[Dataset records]
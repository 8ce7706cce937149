//! HTTP API for the payroll engine.
//!
//! Exposes employee management, period generation and the period queries
//! as JSON endpoints, plus a plain-text report.

mod handlers;
mod request;
mod response;
mod state;

pub use handlers::create_router;
pub use request::{EmployeeQuery, LineItemQuery, TopQuery, DEFAULT_TOP_LIMIT};
pub use response::{ApiError, ApiErrorResponse, TotalsResponse};
pub use state::{AppState, SharedService};
//! Plain-text payroll report.

use std::fmt::Write;

use rust_decimal::{Decimal, RoundingStrategy};

use crate::models::{ExtremalEntry, PeriodKey, PeriodStatistics};

const RULE_WIDTH: usize = 50;

/// Renders the full report for one period.
///
/// Amounts are rounded half away from zero to two decimals; missing
/// highlights show as `N/A`.
///
/// # Example
///
/// ```
/// use payroll_engine::calculation::render_report;
/// use payroll_engine::models::{PeriodKey, PeriodStatistics};
/// use rust_decimal::Decimal;
///
/// let key: PeriodKey = "202501".parse()?;
/// let report = render_report(&key, &PeriodStatistics::empty(), Decimal::new(1000, 0));
/// assert!(report.contains("PAYROLL REPORT - 202501"));
/// assert!(report.contains("Highest net: N/A"));
/// # Ok::<(), payroll_engine::error::EngineError>(())
/// ```
pub fn render_report(
    period_key: &PeriodKey,
    stats: &PeriodStatistics,
    high_salary_threshold: Decimal,
) -> String {
    let mut out = String::new();
    // Writing to a String cannot fail.
    let _ = write_report(&mut out, period_key, stats, high_salary_threshold);
    out
}

fn write_report(
    out: &mut String,
    period_key: &PeriodKey,
    stats: &PeriodStatistics,
    threshold: Decimal,
) -> std::fmt::Result {
    writeln!(out, "PAYROLL REPORT - {}", period_key)?;
    writeln!(out, "{}", "=".repeat(RULE_WIDTH))?;
    writeln!(out)?;
    writeln!(out, "EMPLOYEES")?;
    writeln!(out, "  Total: {}", stats.total_employees)?;
    writeln!(out, "  Net payroll: ${:.2}", money(stats.total_net))?;
    writeln!(out, "  Average salary: ${:.2}", money(stats.average_salary))?;
    writeln!(out, "  Average net: ${:.2}", money(stats.average_net))?;
    writeln!(out)?;
    writeln!(out, "INCOME AND DEDUCTIONS")?;
    writeln!(out, "  Total income: ${:.2}", money(stats.total_income))?;
    writeln!(out, "  Total bonuses: ${:.2}", money(stats.total_bonus))?;
    writeln!(out, "  Total contributions: ${:.2}", money(stats.total_contribution))?;
    writeln!(out)?;
    writeln!(out, "HIGHLIGHTS")?;
    writeln!(out, "  Highest net: {}", highlight(stats.highest_net.as_ref()))?;
    writeln!(out, "  Lowest net: {}", highlight(stats.lowest_net.as_ref()))?;
    writeln!(out, "  Highest salary: {}", highlight(stats.highest_salary.as_ref()))?;
    writeln!(out)?;
    writeln!(out, "DISTRIBUTION")?;
    writeln!(out, "  Salary > ${:.2}: {}", money(threshold), stats.high_salary_count)?;
    writeln!(out, "  Salary <= ${:.2}: {}", money(threshold), stats.low_salary_count)?;
    Ok(())
}

fn money(amount: Decimal) -> Decimal {
    amount.round_dp_with_strategy(2, RoundingStrategy::MidpointAwayFromZero)
}

fn highlight(entry: Option<&ExtremalEntry>) -> String {
    match entry {
        Some(entry) => format!("{} (${:.2})", entry.name, money(entry.amount)),
        None => "N/A".to_string(),
    }
}
//! Workspace file discovery.
//!
//! A `.esi-workspace.yml` in the current directory or any parent names the
//! injector to use when `--injector` is not given:
//!
//! ```yaml
//! injector: dev.backend
//! ```

use serde::Deserialize;
use std::path::{Path, PathBuf};
use tracing::{debug, error};

use crate::core::constants;
use crate::error::{ConfigError, Result};

/// Parsed workspace file.
#[derive(Debug, Clone, Default, Deserialize)]
pub struct Workspace {
    #[serde(default)]
    pub injector: String,
}

impl Workspace {
    /// Find and load the nearest workspace file above the current directory.
    ///
    /// A missing file yields `None`; an unreadable or malformed file is
    /// logged and also yields `None`.
    pub fn discover() -> Option<Self> {
        let cwd = std::env::current_dir().ok()?;
        let path = find_upwards(&cwd)?;
        match Self::load(&path) {
            Ok(ws) => Some(ws),
            Err(e) => {
                error!(path = %path.display(), error = %e, "failed to load workspace config");
                None
            }
        }
    }

    /// Load a workspace file.
    pub fn load(path: &Path) -> Result<Self> {
        let contents = std::fs::read_to_string(path).map_err(ConfigError::ReadFile)?;
        Ok(serde_yaml::from_str(&contents).map_err(ConfigError::Parse)?)
    }
}

/// Walk from `start` to the filesystem root looking for the workspace file.
pub fn find_upwards(start: &Path) -> Option<PathBuf> {
    for dir in start.ancestors() {
        let path = dir.join(constants::WORKSPACE_FILE);
        if path.is_file() {
            debug!(path = %path.display(), "found workspace config");
            return Some(path);
        }
    }
    None
}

WORK INSTRUCTIONS: Take every line above that includes the string "constants" and return it.

EXERCISE OUTPUT:
use crate::core::constants;
        let path = dir.join(constants::WORKSPACE_FILE);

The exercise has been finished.